### STUDY MATERIAL
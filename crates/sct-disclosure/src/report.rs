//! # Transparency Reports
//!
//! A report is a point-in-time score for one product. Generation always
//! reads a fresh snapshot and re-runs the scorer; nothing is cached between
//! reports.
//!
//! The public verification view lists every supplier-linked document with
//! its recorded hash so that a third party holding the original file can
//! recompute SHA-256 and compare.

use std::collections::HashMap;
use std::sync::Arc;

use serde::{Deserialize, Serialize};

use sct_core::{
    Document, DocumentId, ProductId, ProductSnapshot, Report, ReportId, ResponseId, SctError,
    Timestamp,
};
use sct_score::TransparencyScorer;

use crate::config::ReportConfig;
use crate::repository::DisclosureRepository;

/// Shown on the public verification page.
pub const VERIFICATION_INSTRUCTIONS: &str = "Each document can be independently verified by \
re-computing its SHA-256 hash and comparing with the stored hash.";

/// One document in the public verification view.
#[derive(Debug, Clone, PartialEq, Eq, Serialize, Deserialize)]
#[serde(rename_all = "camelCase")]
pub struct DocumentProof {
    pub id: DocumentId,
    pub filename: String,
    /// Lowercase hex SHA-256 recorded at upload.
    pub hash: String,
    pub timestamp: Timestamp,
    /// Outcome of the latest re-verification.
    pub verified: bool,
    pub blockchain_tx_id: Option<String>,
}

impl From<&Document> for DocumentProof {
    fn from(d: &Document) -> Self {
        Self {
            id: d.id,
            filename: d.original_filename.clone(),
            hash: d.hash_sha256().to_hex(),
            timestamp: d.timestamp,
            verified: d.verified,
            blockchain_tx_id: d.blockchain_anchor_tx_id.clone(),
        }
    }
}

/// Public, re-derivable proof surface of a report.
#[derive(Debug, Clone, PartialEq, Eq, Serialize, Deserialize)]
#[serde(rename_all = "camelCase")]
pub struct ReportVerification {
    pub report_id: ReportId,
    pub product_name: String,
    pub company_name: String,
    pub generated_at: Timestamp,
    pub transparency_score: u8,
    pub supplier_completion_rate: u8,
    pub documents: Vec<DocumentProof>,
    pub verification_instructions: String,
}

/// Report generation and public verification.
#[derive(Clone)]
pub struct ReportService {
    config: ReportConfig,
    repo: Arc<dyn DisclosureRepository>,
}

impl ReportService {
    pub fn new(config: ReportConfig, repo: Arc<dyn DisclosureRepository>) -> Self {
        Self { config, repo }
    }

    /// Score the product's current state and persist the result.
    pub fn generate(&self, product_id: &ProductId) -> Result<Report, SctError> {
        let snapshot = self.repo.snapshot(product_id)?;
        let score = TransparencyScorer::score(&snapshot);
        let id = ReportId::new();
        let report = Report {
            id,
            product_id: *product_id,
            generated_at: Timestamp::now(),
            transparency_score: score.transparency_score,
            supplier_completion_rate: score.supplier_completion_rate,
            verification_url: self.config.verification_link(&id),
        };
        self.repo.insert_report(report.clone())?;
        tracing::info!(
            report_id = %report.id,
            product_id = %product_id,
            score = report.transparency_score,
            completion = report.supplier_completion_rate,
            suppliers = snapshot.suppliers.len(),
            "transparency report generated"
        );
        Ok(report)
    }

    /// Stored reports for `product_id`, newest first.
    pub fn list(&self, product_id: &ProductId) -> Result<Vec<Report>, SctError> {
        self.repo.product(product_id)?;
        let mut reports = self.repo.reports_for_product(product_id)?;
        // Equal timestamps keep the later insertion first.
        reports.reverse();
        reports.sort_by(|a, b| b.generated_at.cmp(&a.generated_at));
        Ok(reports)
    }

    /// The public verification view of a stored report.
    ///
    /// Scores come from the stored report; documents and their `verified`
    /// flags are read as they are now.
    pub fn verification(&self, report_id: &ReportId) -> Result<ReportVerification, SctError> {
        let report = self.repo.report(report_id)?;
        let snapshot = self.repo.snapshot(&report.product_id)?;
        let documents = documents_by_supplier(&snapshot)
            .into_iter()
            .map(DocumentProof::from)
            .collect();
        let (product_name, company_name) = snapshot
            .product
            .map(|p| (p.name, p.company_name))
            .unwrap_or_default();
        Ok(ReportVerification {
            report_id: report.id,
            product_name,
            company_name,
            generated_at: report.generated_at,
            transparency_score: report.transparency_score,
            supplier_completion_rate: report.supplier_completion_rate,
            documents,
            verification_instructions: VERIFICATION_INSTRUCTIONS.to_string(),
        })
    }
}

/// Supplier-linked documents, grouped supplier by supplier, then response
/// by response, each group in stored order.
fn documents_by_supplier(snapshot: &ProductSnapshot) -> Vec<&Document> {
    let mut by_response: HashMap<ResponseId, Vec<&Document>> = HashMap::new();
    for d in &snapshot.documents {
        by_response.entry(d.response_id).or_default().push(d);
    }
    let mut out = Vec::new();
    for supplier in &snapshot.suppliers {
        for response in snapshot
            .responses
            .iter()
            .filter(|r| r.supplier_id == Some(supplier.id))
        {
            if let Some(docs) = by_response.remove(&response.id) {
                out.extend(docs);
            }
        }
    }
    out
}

### DIRECTIONS FOR THIS TASK
The lines to copy are those in the listing that contain the word "ProductSnapshot".

### RESULT
    Document, DocumentId, ProductId, ProductSnapshot, Report, ReportId, ResponseId, SctError,
fn documents_by_supplier(snapshot: &ProductSnapshot) -> Vec<&Document> {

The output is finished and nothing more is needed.